-- EXERCISE DESCRIPTION --
Please reproduce each of the entries below exactly as they appear.

-- Collected data --
//! Queue drain: replays pending mutations against the remote store.
//!
//! ```text
//!   Idle ──trigger──► Draining ──queue walked──► Reconcile? ──► Idle
//!                        │  ▲
//!                        └──┘ one mutation at a time, FIFO
//! ```
//!
//! Only one drain runs at a time; a trigger that arrives while a drain is
//! active returns [`DrainOutcome::Skipped`]. The running drain re-reads the
//! queue after every step, so anything enqueued meanwhile is still picked up.
//!
//! Per-item ordering: once a mutation for an item fails (or is exhausted),
//! later mutations for the same item are deferred for the rest of the cycle.
//! The remote store therefore never sees a later mutation of an item before
//! an earlier one.

use std::collections::HashSet;
use std::sync::atomic::{AtomicBool, AtomicU64, Ordering};

use tokio::sync::{watch, Mutex};
use uuid::Uuid;

use crate::model::{Item, ItemId, NewItem};
use crate::queue::{Mutation, PendingMutation, QueueId};
use crate::remote::{canonical_target, RemoteError, RemoteStore};
use crate::state::ListState;

/// Default retry ceiling for a single mutation.
pub const DEFAULT_MAX_RETRIES: u32 = 5;

/// Summary of one drain cycle.
#[derive(Debug, Clone, Default, PartialEq, Eq)]
pub struct DrainReport {
    /// Monotonic cycle number, starting at 1.
    pub cycle: u64,
    pub applied: usize,
    pub failed: usize,
    /// Skipped because an earlier mutation of the same item did not go through.
    pub deferred: usize,
    /// Skipped because the retry ceiling was reached. Kept in the queue.
    pub exhausted: usize,
    /// Queue length when the cycle ended.
    pub remaining: usize,
    /// The cache was replaced with a fresh remote load.
    pub reconciled: bool,
    pub reload_error: Option<String>,
    /// The household changed mid-drain; later results were not applied.
    pub interrupted: bool,
}

impl DrainReport {
    fn attempted(&self) -> bool {
        self.applied + self.failed > 0
    }
}

#[derive(Debug, Clone, PartialEq, Eq)]
pub enum DrainOutcome {
    /// Another drain was already running.
    Skipped,
    Completed(DrainReport),
}

/// Resets the draining flag on every exit path.
struct DrainGuard<'a>(&'a AtomicBool);

impl Drop for DrainGuard<'_> {
    fn drop(&mut self) {
        self.0.store(false, Ordering::Release);
    }
}

pub struct SyncEngine {
    max_retries: u32,
    draining: AtomicBool,
    cycles: AtomicU64,
    reports: watch::Sender<Option<DrainReport>>,
}

impl SyncEngine {
    pub fn new(max_retries: u32) -> Self {
        let (reports, _) = watch::channel(None);
        Self {
            max_retries,
            draining: AtomicBool::new(false),
            cycles: AtomicU64::new(0),
            reports,
        }
    }

    pub fn max_retries(&self) -> u32 {
        self.max_retries
    }

    pub fn is_draining(&self) -> bool {
        self.draining.load(Ordering::Acquire)
    }

    /// Observe the report of the most recent completed drain.
    pub fn subscribe_reports(&self) -> watch::Receiver<Option<DrainReport>> {
        self.reports.subscribe()
    }

    /// Walk the queue once and push every eligible mutation to `remote`.
    ///
    /// The state lock is taken per step and released before each remote call.
    pub async fn drain(&self, state: &Mutex<ListState>, remote: &dyn RemoteStore) -> DrainOutcome {
        if self
            .draining
            .compare_exchange(false, true, Ordering::AcqRel, Ordering::Acquire)
            .is_err()
        {
            log::debug!("Drain already running, skipping trigger");
            return DrainOutcome::Skipped;
        }
        let _guard = DrainGuard(&self.draining);

        let cycle = self.cycles.fetch_add(1, Ordering::Relaxed) + 1;
        let household_id = state.lock().await.household_id();
        let mut report = DrainReport {
            cycle,
            ..DrainReport::default()
        };

        let mut visited: HashSet<QueueId> = HashSet::new();
        let mut blocked: HashSet<ItemId> = HashSet::new();

        loop {
            let next = {
                let guard = state.lock().await;
                if guard.household_id() != household_id {
                    report.interrupted = true;
                    break;
                }
                let pending = guard
                    .queue
                    .iter()
                    .find(|p| !visited.contains(&p.queue_id))
                    .cloned();
                pending
            };
            let Some(pending) = next else { break };
            visited.insert(pending.queue_id.clone());

            let item_id = pending.mutation.item_id().clone();
            if pending.retries >= self.max_retries {
                log::debug!("Mutation {} exhausted after {} retries", pending.queue_id, pending.retries);
                report.exhausted += 1;
                blocked.insert(item_id);
                continue;
            }
            if blocked.contains(&item_id) {
                report.deferred += 1;
                continue;
            }

            let result = apply_remote(remote, household_id, &pending.mutation).await;

            let mut guard = state.lock().await;
            if guard.household_id() != household_id {
                log::info!("Household switched during drain {cycle}, dropping result");
                report.interrupted = true;
                break;
            }
            match result {
                Ok(confirmed) => {
                    guard.queue.dequeue(&pending.queue_id);
                    guard.advance_remote_generation();
                    if let (Mutation::Create { temp_id, .. }, Some(item)) = (&pending.mutation, confirmed) {
                        log::debug!("Create {temp_id} confirmed as {}", item.id);
                        guard.cache.retire_temporary(temp_id, item);
                    }
                    report.applied += 1;
                }
                Err(e) => {
                    let retries = guard.queue.record_failure(&pending.queue_id, e.to_string());
                    log::warn!(
                        "Mutation {} for {item_id} failed (retries: {}): {e}",
                        pending.queue_id,
                        retries.unwrap_or(pending.retries + 1)
                    );
                    report.failed += 1;
                    blocked.insert(item_id);
                }
            }
        }

        if !report.interrupted {
            self.reconcile(state, remote, household_id, &mut report).await;
        }
        report.remaining = state.lock().await.queue.len();

        log::info!(
            "Drain {cycle} finished: {} applied, {} failed, {} deferred, {} exhausted, {} remaining",
            report.applied,
            report.failed,
            report.deferred,
            report.exhausted,
            report.remaining
        );
        self.reports.send_replace(Some(report.clone()));
        DrainOutcome::Completed(report)
    }

    /// Replace the cache with the remote rows once the queue is empty.
    async fn reconcile(
        &self,
        state: &Mutex<ListState>,
        remote: &dyn RemoteStore,
        household_id: Uuid,
        report: &mut DrainReport,
    ) {
        if !report.attempted() || !state.lock().await.queue.is_empty() {
            return;
        }

        match remote.select_all(household_id).await {
            Ok(items) => {
                let mut guard = state.lock().await;
                if guard.household_id() != household_id {
                    report.interrupted = true;
                } else if guard.queue.is_empty() {
                    guard.cache.replace_all(items);
                    guard.advance_remote_generation();
                    report.reconciled = true;
                } else {
                    log::debug!("New mutations queued during reload, keeping optimistic view");
                }
            }
            Err(e) => {
                log::warn!("Reload after drain {} failed: {e}", report.cycle);
                report.reload_error = Some(e.to_string());
            }
        }
    }
}

/// Issue the remote call for one mutation. Creates return the confirmed row.
async fn apply_remote(
    remote: &dyn RemoteStore,
    household_id: Uuid,
    mutation: &Mutation,
) -> Result<Option<Item>, RemoteError> {
    match mutation {
        Mutation::Create { name, .. } => {
            let item = NewItem { name: name.clone() };
            remote.insert(household_id, &item).await.map(Some)
        }
        Mutation::Update { target, patch } => {
            remote.update(canonical_target(target)?, patch).await?;
            Ok(None)
        }
        Mutation::Delete { target } => {
            remote.delete(canonical_target(target)?).await?;
            Ok(None)
        }
    }
}

/// Entries the next drain will leave untouched.
pub fn exhausted_entries(state: &ListState, max_retries: u32) -> Vec<PendingMutation> {
    state
        .queue
        .iter()
        .filter(|p| p.retries >= max_retries)
        .cloned()
        .collect()
}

-- REPLY TO THE EXERCISE --
//! Queue drain: replays pending mutations against the remote store.
//!
//! ```text
//!   Idle ──trigger──► Draining ──queue walked──► Reconcile? ──► Idle
//!                        │  ▲
//!                        └──┘ one mutation at a time, FIFO
//! ```
//!
//! Only one drain runs at a time; a trigger that arrives while a drain is
//! active returns [`DrainOutcome::Skipped`]. The running drain re-reads the
//! queue after every step, so anything enqueued meanwhile is still picked up.
//!
//! Per-item ordering: once a mutation for an item fails (or is exhausted),
//! later mutations for the same item are deferred for the rest of the cycle.
//! The remote store therefore never sees a later mutation of an item before
//! an earlier one.

use std::collections::HashSet;
use std::sync::atomic::{AtomicBool, AtomicU64, Ordering};

use tokio::sync::{watch, Mutex};
use uuid::Uuid;

use crate::model::{Item, ItemId, NewItem};
use crate::queue::{Mutation, PendingMutation, QueueId};
use crate::remote::{canonical_target, RemoteError, RemoteStore};
use crate::state::ListState;

/// Default retry ceiling for a single mutation.
pub const DEFAULT_MAX_RETRIES: u32 = 5;

/// Summary of one drain cycle.
#[derive(Debug, Clone, Default, PartialEq, Eq)]
pub struct DrainReport {
    /// Monotonic cycle number, starting at 1.
    pub cycle: u64,
    pub applied: usize,
    pub failed: usize,
    /// Skipped because an earlier mutation of the same item did not go through.
    pub deferred: usize,
    /// Skipped because the retry ceiling was reached. Kept in the queue.
    pub exhausted: usize,
    /// Queue length when the cycle ended.
    pub remaining: usize,
    /// The cache was replaced with a fresh remote load.
    pub reconciled: bool,
    pub reload_error: Option<String>,
    /// The household changed mid-drain; later results were not applied.
    pub interrupted: bool,
}

impl DrainReport {
    fn attempted(&self) -> bool {
        self.applied + self.failed > 0
    }
}

#[derive(Debug, Clone, PartialEq, Eq)]
pub enum DrainOutcome {
    /// Another drain was already running.
    Skipped,
    Completed(DrainReport),
}

/// Resets the draining flag on every exit path.
struct DrainGuard<'a>(&'a AtomicBool);

impl Drop for DrainGuard<'_> {
    fn drop(&mut self) {
        self.0.store(false, Ordering::Release);
    }
}

pub struct SyncEngine {
    max_retries: u32,
    draining: AtomicBool,
    cycles: AtomicU64,
    reports: watch::Sender<Option<DrainReport>>,
}

impl SyncEngine {
    pub fn new(max_retries: u32) -> Self {
        let (reports, _) = watch::channel(None);
        Self {
            max_retries,
            draining: AtomicBool::new(false),
            cycles: AtomicU64::new(0),
            reports,
        }
    }

    pub fn max_retries(&self) -> u32 {
        self.max_retries
    }

    pub fn is_draining(&self) -> bool {
        self.draining.load(Ordering::Acquire)
    }

    /// Observe the report of the most recent completed drain.
    pub fn subscribe_reports(&self) -> watch::Receiver<Option<DrainReport>> {
        self.reports.subscribe()
    }

    /// Walk the queue once and push every eligible mutation to `remote`.
    ///
    /// The state lock is taken per step and released before each remote call.
    pub async fn drain(&self, state: &Mutex<ListState>, remote: &dyn RemoteStore) -> DrainOutcome {
        if self
            .draining
            .compare_exchange(false, true, Ordering::AcqRel, Ordering::Acquire)
            .is_err()
        {
            log::debug!("Drain already running, skipping trigger");
            return DrainOutcome::Skipped;
        }
        let _guard = DrainGuard(&self.draining);

        let cycle = self.cycles.fetch_add(1, Ordering::Relaxed) + 1;
        let household_id = state.lock().await.household_id();
        let mut report = DrainReport {
            cycle,
            ..DrainReport::default()
        };

        let mut visited: HashSet<QueueId> = HashSet::new();
        let mut blocked: HashSet<ItemId> = HashSet::new();

        loop {
            let next = {
                let guard = state.lock().await;
                if guard.household_id() != household_id {
                    report.interrupted = true;
                    break;
                }
                let pending = guard
                    .queue
                    .iter()
                    .find(|p| !visited.contains(&p.queue_id))
                    .cloned();
                pending
            };
            let Some(pending) = next else { break };
            visited.insert(pending.queue_id.clone());

            let item_id = pending.mutation.item_id().clone();
            if pending.retries >= self.max_retries {
                log::debug!("Mutation {} exhausted after {} retries", pending.queue_id, pending.retries);
                report.exhausted += 1;
                blocked.insert(item_id);
                continue;
            }
            if blocked.contains(&item_id) {
                report.deferred += 1;
                continue;
            }

            let result = apply_remote(remote, household_id, &pending.mutation).await;

            let mut guard = state.lock().await;
            if guard.household_id() != household_id {
                log::info!("Household switched during drain {cycle}, dropping result");
                report.interrupted = true;
                break;
            }
            match result {
                Ok(confirmed) => {
                    guard.queue.dequeue(&pending.queue_id);
                    guard.advance_remote_generation();
                    if let (Mutation::Create { temp_id, .. }, Some(item)) = (&pending.mutation, confirmed) {
                        log::debug!("Create {temp_id} confirmed as {}", item.id);
                        guard.cache.retire_temporary(temp_id, item);
                    }
                    report.applied += 1;
                }
                Err(e) => {
                    let retries = guard.queue.record_failure(&pending.queue_id, e.to_string());
                    log::warn!(
                        "Mutation {} for {item_id} failed (retries: {}): {e}",
                        pending.queue_id,
                        retries.unwrap_or(pending.retries + 1)
                    );
                    report.failed += 1;
                    blocked.insert(item_id);
                }
            }
        }

        if !report.interrupted {
            self.reconcile(state, remote, household_id, &mut report).await;
        }
        report.remaining = state.lock().await.queue.len();

        log::info!(
            "Drain {cycle} finished: {} applied, {} failed, {} deferred, {} exhausted, {} remaining",
            report.applied,
            report.failed,
            report.deferred,
            report.exhausted,
            report.remaining
        );
        self.reports.send_replace(Some(report.clone()));
        DrainOutcome::Completed(report)
    }

    /// Replace the cache with the remote rows once the queue is empty.
    async fn reconcile(
        &self,
        state: &Mutex<ListState>,
        remote: &dyn RemoteStore,
        household_id: Uuid,
        report: &mut DrainReport,
    ) {
        if !report.attempted() || !state.lock().await.queue.is_empty() {
            return;
        }

        match remote.select_all(household_id).await {
            Ok(items) => {
                let mut guard = state.lock().await;
                if guard.household_id() != household_id {
                    report.interrupted = true;
                } else if guard.queue.is_empty() {
                    guard.cache.replace_all(items);
                    guard.advance_remote_generation();
                    report.reconciled = true;
                } else {
                    log::debug!("New mutations queued during reload, keeping optimistic view");
                }
            }
            Err(e) => {
                log::warn!("Reload after drain {} failed: {e}", report.cycle);
                report.reload_error = Some(e.to_string());
            }
        }
    }
}

/// Issue the remote call for one mutation. Creates return the confirmed row.
async fn apply_remote(
    remote: &dyn RemoteStore,
    household_id: Uuid,
    mutation: &Mutation,
) -> Result<Option<Item>, RemoteError> {
    match mutation {
        Mutation::Create { name, .. } => {
            let item = NewItem { name: name.clone() };
            remote.insert(household_id, &item).await.map(Some)
        }
        Mutation::Update { target, patch } => {
            remote.update(canonical_target(target)?, patch).await?;
            Ok(None)
        }
        Mutation::Delete { target } => {
            remote.delete(canonical_target(target)?).await?;
            Ok(None)
        }
    }
}

/// Entries the next drain will leave untouched.
pub fn exhausted_entries(state: &ListState, max_retries: u32) -> Vec<PendingMutation> {
    state
        .queue
        .iter()
        .filter(|p| p.retries >= max_retries)
        .cloned()
        .collect()
}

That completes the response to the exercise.